Instructions for the task
For this listing, the lines between the one holding "use std::time::Duration;" and the one holding "use wiremock::ResponseTemplate;", inclusive, must be set down exactly.

Material for this exercise
*** Block opens ***
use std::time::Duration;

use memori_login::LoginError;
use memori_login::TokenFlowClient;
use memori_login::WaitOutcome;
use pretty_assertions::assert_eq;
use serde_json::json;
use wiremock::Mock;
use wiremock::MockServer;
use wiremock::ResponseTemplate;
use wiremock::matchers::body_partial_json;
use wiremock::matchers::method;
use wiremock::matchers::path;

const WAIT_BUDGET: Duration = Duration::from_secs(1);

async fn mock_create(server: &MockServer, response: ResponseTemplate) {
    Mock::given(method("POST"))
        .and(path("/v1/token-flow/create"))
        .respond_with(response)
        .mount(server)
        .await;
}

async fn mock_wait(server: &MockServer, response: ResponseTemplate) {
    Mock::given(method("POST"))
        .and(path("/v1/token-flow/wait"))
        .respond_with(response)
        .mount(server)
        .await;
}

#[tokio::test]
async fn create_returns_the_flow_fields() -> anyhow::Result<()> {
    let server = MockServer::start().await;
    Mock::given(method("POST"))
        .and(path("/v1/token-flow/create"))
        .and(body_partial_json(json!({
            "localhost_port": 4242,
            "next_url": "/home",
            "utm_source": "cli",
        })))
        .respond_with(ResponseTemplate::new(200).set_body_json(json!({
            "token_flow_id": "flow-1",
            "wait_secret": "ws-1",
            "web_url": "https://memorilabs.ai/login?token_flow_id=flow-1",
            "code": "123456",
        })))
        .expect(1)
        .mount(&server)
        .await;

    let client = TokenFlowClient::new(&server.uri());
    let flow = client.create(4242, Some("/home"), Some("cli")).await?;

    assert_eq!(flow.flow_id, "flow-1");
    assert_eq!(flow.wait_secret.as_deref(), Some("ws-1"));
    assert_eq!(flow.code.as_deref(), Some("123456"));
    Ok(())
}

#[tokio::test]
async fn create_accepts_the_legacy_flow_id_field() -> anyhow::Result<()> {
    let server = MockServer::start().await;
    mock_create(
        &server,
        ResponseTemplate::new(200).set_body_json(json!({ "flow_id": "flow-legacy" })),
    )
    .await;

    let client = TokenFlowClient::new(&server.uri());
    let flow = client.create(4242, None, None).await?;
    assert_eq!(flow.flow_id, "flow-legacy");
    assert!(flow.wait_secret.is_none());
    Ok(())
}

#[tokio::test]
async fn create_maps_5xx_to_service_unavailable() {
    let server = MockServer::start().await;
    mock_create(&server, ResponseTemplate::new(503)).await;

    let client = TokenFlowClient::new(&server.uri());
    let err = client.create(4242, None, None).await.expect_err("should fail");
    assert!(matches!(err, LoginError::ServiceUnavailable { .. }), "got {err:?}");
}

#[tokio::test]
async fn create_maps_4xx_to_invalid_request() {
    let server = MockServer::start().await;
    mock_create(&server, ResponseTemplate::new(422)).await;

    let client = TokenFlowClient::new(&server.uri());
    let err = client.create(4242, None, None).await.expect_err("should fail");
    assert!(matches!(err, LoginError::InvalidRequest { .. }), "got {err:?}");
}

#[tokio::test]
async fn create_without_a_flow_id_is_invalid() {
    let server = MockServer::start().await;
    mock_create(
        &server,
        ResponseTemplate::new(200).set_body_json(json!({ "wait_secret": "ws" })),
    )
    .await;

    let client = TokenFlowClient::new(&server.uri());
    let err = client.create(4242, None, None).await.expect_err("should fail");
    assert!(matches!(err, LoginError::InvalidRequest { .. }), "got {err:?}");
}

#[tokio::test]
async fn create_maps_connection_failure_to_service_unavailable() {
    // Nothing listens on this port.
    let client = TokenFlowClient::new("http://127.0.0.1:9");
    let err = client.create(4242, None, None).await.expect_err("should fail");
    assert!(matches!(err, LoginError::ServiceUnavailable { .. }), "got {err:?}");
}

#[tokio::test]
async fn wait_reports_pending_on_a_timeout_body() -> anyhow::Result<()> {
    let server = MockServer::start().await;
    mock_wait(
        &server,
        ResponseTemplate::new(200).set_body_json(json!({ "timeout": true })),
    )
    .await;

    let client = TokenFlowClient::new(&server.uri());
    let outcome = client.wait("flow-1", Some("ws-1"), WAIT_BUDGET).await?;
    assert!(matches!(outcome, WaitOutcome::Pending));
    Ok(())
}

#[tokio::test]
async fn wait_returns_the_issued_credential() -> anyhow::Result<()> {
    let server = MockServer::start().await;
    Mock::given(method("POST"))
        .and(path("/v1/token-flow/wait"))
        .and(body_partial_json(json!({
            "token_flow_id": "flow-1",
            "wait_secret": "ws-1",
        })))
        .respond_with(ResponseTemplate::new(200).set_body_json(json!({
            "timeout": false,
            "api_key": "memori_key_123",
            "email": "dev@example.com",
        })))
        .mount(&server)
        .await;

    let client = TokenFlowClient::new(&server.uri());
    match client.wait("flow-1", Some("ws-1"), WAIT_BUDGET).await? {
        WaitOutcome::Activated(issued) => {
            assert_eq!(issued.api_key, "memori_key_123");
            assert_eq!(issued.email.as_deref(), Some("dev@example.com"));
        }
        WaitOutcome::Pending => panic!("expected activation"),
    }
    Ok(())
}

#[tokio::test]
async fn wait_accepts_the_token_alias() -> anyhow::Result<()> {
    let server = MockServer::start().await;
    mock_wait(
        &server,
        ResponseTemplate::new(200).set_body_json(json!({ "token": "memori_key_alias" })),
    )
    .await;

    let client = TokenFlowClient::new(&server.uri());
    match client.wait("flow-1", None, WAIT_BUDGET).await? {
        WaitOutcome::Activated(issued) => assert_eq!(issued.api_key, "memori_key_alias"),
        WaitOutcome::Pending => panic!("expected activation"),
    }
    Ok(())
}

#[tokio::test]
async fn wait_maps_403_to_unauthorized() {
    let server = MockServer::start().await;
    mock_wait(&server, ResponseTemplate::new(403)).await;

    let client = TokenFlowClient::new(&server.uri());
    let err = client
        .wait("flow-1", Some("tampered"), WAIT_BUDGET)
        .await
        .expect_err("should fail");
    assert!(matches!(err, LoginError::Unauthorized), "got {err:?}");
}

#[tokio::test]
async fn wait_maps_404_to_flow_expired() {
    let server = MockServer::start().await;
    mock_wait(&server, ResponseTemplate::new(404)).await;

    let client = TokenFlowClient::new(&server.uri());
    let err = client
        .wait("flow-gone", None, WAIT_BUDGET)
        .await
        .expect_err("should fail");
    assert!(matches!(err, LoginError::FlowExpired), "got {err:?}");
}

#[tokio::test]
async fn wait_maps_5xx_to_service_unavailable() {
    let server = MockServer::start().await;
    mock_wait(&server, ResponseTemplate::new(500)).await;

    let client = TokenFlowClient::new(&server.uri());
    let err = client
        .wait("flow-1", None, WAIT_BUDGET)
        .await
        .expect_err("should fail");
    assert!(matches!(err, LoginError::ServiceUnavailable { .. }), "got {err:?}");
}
*** Block closes ***
*** Block opens ***
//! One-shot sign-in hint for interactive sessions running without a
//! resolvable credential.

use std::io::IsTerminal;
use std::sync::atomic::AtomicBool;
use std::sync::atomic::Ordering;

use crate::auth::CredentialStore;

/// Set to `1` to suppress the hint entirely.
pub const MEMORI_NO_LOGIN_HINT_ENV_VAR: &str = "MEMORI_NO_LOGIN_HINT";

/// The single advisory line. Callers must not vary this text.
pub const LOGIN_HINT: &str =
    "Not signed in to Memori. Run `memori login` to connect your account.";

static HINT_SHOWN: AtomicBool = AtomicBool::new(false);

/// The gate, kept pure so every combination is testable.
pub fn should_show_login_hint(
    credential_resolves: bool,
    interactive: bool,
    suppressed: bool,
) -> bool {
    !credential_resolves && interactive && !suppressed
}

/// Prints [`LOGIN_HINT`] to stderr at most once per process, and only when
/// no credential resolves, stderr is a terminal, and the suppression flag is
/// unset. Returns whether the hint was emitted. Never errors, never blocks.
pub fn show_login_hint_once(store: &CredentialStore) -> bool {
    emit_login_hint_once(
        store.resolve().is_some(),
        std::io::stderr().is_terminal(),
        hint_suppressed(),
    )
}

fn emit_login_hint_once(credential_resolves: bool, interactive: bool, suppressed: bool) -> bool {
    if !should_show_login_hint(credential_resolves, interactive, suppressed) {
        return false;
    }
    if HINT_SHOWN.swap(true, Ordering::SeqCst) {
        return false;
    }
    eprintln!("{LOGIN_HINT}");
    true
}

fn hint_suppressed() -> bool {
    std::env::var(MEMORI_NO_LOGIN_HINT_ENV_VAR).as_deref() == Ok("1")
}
*** Block closes ***
*** Block opens ***
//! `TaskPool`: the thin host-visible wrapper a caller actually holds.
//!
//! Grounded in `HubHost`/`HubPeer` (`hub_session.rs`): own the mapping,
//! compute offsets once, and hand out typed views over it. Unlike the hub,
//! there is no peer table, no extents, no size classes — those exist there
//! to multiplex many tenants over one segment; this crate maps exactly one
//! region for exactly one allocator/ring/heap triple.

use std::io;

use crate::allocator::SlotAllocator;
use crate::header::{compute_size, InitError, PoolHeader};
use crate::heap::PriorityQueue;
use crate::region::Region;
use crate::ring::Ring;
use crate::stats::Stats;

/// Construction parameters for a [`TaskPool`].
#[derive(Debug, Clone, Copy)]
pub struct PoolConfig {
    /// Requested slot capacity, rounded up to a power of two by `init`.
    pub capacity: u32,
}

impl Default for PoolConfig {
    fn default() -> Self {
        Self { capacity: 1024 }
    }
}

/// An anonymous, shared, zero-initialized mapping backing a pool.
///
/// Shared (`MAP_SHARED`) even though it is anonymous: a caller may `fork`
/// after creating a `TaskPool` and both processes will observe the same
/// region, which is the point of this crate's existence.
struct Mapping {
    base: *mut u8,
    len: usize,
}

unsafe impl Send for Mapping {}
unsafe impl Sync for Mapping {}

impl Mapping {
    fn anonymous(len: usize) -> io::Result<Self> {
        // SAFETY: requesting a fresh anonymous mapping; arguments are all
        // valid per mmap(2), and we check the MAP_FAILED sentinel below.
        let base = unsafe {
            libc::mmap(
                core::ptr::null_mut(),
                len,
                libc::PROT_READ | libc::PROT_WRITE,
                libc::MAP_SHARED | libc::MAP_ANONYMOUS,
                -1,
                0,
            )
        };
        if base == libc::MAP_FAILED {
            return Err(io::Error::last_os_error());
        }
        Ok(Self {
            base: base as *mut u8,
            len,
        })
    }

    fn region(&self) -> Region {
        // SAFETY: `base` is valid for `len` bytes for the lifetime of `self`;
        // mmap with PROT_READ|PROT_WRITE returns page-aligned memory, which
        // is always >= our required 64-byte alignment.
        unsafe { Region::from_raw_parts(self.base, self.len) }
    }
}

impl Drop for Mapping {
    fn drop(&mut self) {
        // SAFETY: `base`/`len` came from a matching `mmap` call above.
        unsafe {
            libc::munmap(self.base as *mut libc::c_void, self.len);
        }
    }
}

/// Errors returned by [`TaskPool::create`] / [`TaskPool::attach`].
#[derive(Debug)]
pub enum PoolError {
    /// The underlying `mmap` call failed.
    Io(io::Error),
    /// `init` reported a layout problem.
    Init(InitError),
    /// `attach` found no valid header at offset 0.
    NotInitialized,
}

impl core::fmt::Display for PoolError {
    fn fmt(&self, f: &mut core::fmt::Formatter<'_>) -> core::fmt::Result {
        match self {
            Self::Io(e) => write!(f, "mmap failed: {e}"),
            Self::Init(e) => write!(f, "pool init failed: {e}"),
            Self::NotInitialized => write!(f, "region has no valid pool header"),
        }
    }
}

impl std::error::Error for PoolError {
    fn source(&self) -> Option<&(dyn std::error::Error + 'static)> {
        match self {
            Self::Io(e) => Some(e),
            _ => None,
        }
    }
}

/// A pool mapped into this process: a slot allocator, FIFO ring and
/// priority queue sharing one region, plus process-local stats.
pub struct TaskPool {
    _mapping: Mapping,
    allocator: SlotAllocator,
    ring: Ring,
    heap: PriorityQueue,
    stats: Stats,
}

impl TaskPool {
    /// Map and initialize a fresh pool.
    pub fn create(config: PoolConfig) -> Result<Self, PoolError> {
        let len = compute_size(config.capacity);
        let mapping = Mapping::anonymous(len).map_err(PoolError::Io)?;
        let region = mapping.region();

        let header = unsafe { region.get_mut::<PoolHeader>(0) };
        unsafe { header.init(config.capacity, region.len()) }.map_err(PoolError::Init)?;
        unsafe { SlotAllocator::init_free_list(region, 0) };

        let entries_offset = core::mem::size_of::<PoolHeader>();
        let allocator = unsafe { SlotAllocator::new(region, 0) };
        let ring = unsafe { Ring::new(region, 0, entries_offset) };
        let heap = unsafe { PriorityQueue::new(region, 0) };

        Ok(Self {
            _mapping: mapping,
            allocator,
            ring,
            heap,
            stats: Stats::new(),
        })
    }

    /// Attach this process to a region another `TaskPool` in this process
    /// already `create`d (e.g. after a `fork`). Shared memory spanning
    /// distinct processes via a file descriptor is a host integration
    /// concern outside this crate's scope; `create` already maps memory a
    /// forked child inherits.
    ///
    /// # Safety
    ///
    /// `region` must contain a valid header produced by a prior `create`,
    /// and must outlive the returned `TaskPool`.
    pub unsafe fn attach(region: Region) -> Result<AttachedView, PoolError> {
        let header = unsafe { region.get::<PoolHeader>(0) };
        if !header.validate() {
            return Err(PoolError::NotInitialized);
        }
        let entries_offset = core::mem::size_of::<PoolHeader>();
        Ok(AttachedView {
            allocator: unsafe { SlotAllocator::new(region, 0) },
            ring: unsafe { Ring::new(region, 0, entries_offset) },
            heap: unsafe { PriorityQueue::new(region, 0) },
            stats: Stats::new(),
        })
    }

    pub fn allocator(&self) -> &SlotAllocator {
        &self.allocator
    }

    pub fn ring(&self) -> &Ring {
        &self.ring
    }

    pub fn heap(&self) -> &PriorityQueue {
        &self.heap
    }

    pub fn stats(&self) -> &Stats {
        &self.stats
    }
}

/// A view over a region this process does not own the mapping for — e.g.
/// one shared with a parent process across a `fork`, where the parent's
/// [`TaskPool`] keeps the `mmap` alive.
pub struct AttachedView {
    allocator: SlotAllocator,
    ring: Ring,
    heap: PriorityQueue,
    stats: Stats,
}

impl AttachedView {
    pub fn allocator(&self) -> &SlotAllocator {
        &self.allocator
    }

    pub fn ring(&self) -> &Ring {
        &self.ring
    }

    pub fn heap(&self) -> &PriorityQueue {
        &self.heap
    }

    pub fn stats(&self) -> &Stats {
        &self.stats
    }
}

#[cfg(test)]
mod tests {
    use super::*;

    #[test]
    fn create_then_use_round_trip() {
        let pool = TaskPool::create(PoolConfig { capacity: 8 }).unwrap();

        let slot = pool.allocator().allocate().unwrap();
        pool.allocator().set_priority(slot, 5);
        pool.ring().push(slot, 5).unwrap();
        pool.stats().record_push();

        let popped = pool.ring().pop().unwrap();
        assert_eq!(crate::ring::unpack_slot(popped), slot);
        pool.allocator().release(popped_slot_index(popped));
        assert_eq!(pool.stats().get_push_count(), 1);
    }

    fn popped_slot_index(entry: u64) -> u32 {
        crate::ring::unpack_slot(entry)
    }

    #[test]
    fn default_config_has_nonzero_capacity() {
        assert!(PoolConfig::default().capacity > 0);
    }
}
*** Block closes ***
Task result
use std::time::Duration;

use memori_login::LoginError;
use memori_login::TokenFlowClient;
use memori_login::WaitOutcome;
use pretty_assertions::assert_eq;
use serde_json::json;
use wiremock::Mock;
use wiremock::MockServer;
use wiremock::ResponseTemplate;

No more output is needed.